Canavarlarımla yüzleşme
Emine Ünlü, Iria G. Parente ve Selene M. Pascual tarafından kaleme alınan Alma ve Yedi Canavar kitabı üzerine yazdı: "Kitap, iç dünyasının “canavarlaşmış” duygularıyla karşılaşan Alma’nın deneyimlerini, zorluklarını ve onlarla ne yapacağını keşfetme sürecini anlatıyor."
Klinik Psk. Emine Ünlü
Kaygı, öfke, üzüntü, korku gibi duygular insan yaşamının kaçınılmaz parçası olsa da insanın yaşantısında bu duygulara yer açması her zaman çok kolay olmaz. Kolay başa çıkılamayacağı düşünüldüğü için bu duygular çoğunlukla iç dünyanın derinliklerine, daha karanlık taraflarına atılmaya da mahkumdur. Fakat karanlıkta kalmış, bir yere hapsedilmiş duygular artık günlük yaşantımız, ruhsal dengemiz için bir tehdit oluşturmaya başlayabilir. Özellikle duygusal süreçler bakımından daha savunmasız olan çocuk ve gençler, bu duyguların karanlık atmosferinde yapayalnız hissettiklerinde, olumsuz duygular tam bir baş belası canavarlara dönüşebilir.
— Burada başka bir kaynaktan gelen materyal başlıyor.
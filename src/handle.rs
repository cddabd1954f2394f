//! File handles for the followed file, and reopening them in place.

use crate::error::FollowError;
use std::fs::{File, OpenOptions};
use std::io::{self, Read, Seek, SeekFrom};
use std::path::Path;

/// A readable, seekable handle whose current on-disk size can be queried.
pub trait Source: Read + Seek {
    fn size(&self) -> io::Result<u64>;
}

impl Source for File {
    fn size(&self) -> io::Result<u64> {
        Ok(self.metadata()?.len())
    }
}

/// Opens fresh handles for a path, always with the same access mode.
pub trait Opener {
    type Handle: Source;

    fn open(&self, path: &Path) -> io::Result<Self::Handle>;
}

/// Opens real files with a fixed set of `OpenOptions`.
#[derive(Debug, Clone)]
pub struct FileOpener {
    options: OpenOptions,
}

impl FileOpener {
    pub fn read_only() -> Self {
        let mut options = OpenOptions::new();
        options.read(true);
        Self { options }
    }
}

impl Opener for FileOpener {
    type Handle = File;

    fn open(&self, path: &Path) -> io::Result<File> {
        self.options.open(path)
    }
}

/// Reopen `handle` on `path`, restoring its read position.
///
/// Picks up a file that was replaced on disk while keeping the logical
/// position. The old handle is closed once the new one is in place.
/// Returns the restored position.
pub fn refresh<O: Opener>(
    opener: &O,
    path: &Path,
    handle: &mut O::Handle,
) -> Result<u64, FollowError> {
    let position = handle.stream_position().map_err(FollowError::Metadata)?;

    let mut fresh = opener
        .open(path)
        .map_err(|source| FollowError::open(path, source))?;
    fresh
        .seek(SeekFrom::Start(position))
        .map_err(FollowError::Metadata)?;

    *handle = fresh;
    Ok(position)
}


#[cfg(test)]
mod tests {
    use super::mock::MockOpener;
    use super::*;
    use std::io::Write;
    use tempfile::NamedTempFile;

    #[test]
    fn test_file_source_reports_size() {
        let mut file = NamedTempFile::new().unwrap();
        file.write_all(b"0123456789").unwrap();
        file.flush().unwrap();

        let handle = FileOpener::read_only().open(file.path()).unwrap();
        assert_eq!(handle.size().unwrap(), 10);
    }

    #[test]
    fn test_refresh_preserves_position() {
        let mut file = NamedTempFile::new().unwrap();
        file.write_all(b"hello world").unwrap();
        file.flush().unwrap();

        let opener = FileOpener::read_only();
        let mut handle = opener.open(file.path()).unwrap();
        handle.seek(SeekFrom::Start(6)).unwrap();

        let restored = refresh(&opener, file.path(), &mut handle).unwrap();
        assert_eq!(restored, 6);

        let mut rest = String::new();
        handle.read_to_string(&mut rest).unwrap();
        assert_eq!(rest, "world");
    }

    #[test]
    fn test_refresh_picks_up_replaced_file() {
        let dir = tempfile::tempdir().unwrap();
        let path = dir.path().join("app.log");
        std::fs::write(&path, b"old-old-").unwrap();

        let opener = FileOpener::read_only();
        let mut handle = opener.open(&path).unwrap();
        handle.seek(SeekFrom::Start(4)).unwrap();

        std::fs::remove_file(&path).unwrap();
        std::fs::write(&path, b"new-content").unwrap();

        refresh(&opener, &path, &mut handle).unwrap();
        assert_eq!(handle.size().unwrap(), 11);

        let mut rest = String::new();
        handle.read_to_string(&mut rest).unwrap();
        assert_eq!(rest, "content");
    }

    #[test]
    fn test_refresh_open_failure_names_path() {
        let dir = tempfile::tempdir().unwrap();
        let path = dir.path().join("gone.log");
        std::fs::write(&path, b"data").unwrap();

        let opener = FileOpener::read_only();
        let mut handle = opener.open(&path).unwrap();
        std::fs::remove_file(&path).unwrap();

        let err = refresh(&opener, &path, &mut handle).unwrap_err();
        assert!(matches!(err, FollowError::Open { .. }));
        assert!(err.to_string().contains("gone.log"));
    }

    #[test]
    fn test_mock_refresh_counts_opens() {
        let opener = MockOpener::with_data(b"abc");
        let mut handle = opener.open(Path::new("mock")).unwrap();
        handle.seek(SeekFrom::Start(2)).unwrap();

        assert_eq!(refresh(&opener, Path::new("mock"), &mut handle).unwrap(), 2);
        assert_eq!(opener.fs().opens, 2);
    }
}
Iria G. Parente ve Selene M. Pascual tarafından kaleme alınmış Esma Fethiye Güçlü’nün çevirisi ile Genç Timaş etiketiyle basılan Alma ve Yedi Canavar kitabı, iç dünyasının “canavarlaşmış” duygularıyla karşılaşan Alma’nın deneyimlerini, zorluklarını ve onlarla ne yapacağını keşfetme sürecini anlatıyor.
Parıl parıl parlayan, çevresine ışık saçan bir gençken bir gün kendini ışığını tamamen kaybetmiş bir şekilde karanlığın içinde buluverir Alma. Ardından bu karanlıktan beslenen “canavarlarıyla” bir bir karşılaşmaya başlar. Her şeyden önce ona ne yapsa yanlış, eksik ve yetersiz hissettiren, devamlı yapmak zorunda olduklarını hatırlatan bir canavar ile karşılaşır. Üstelik bu canavar işini bilen bir canavardır; Alma’nın zorlandığı durumlar karşısında sezgisel ve öğrenilmiş tüm baş etme mekanizmalarını elinden alıverir. Canavarlardan kimselere bahsetmemesini, yardım istememesini, bunu yapmanın kendisini küçük düşmüş hissettirebileceğini öğütleyerek aslında kendisinin gelişmesi ve büyümesi için ideal koşulları hazırlamış olur. Sonrası çorap söküğü gibi gelişir ve ardı ardına “karanlık yatağının altına sıkışmış” diğer canavarlar bir bir Alma’nın hem odasında hem de hayatının merkezinde kendine yer bulmaya başlar. Onu uyuşturup depresifleştiren, uyutmayan, sahici olmayan bir canlılık sanrısına sokup dikkatini dağıtan, durmaksızın ağlama hissi veren ve zihnini kemirip duran canavarlar yavaş yavaş Alma’nın hayatını adeta ele geçirmeye başlar.
Her birinin talebine, dayattığı hisse ayak uydurmakta giderek zorlanırken, farkında olmadan yaşamı giderek bu canavarların kontrolüne geçer Alma’nın. Ancak bu onu, yalnızlaşmış, hayata ve kendisine etki etme gücü azalmış, ışığını tamamen kaybetmiş hissettirir şüphesiz. Fakat bir gün canavarların sonunu getirebilecek bir kırılma anı yaşanır. Alma, ondaki değişimi fark eden ve olan bitene bir anlam vermeye çalışan annesine çaresizce canavarlardan bahseder ve böylece canavarların ihtiyaçlarını, zayıf noktalarını, onlarla neler yapabileceğini keşfetmesine yardımcı olacak “canavar avcısı” ile tanışır.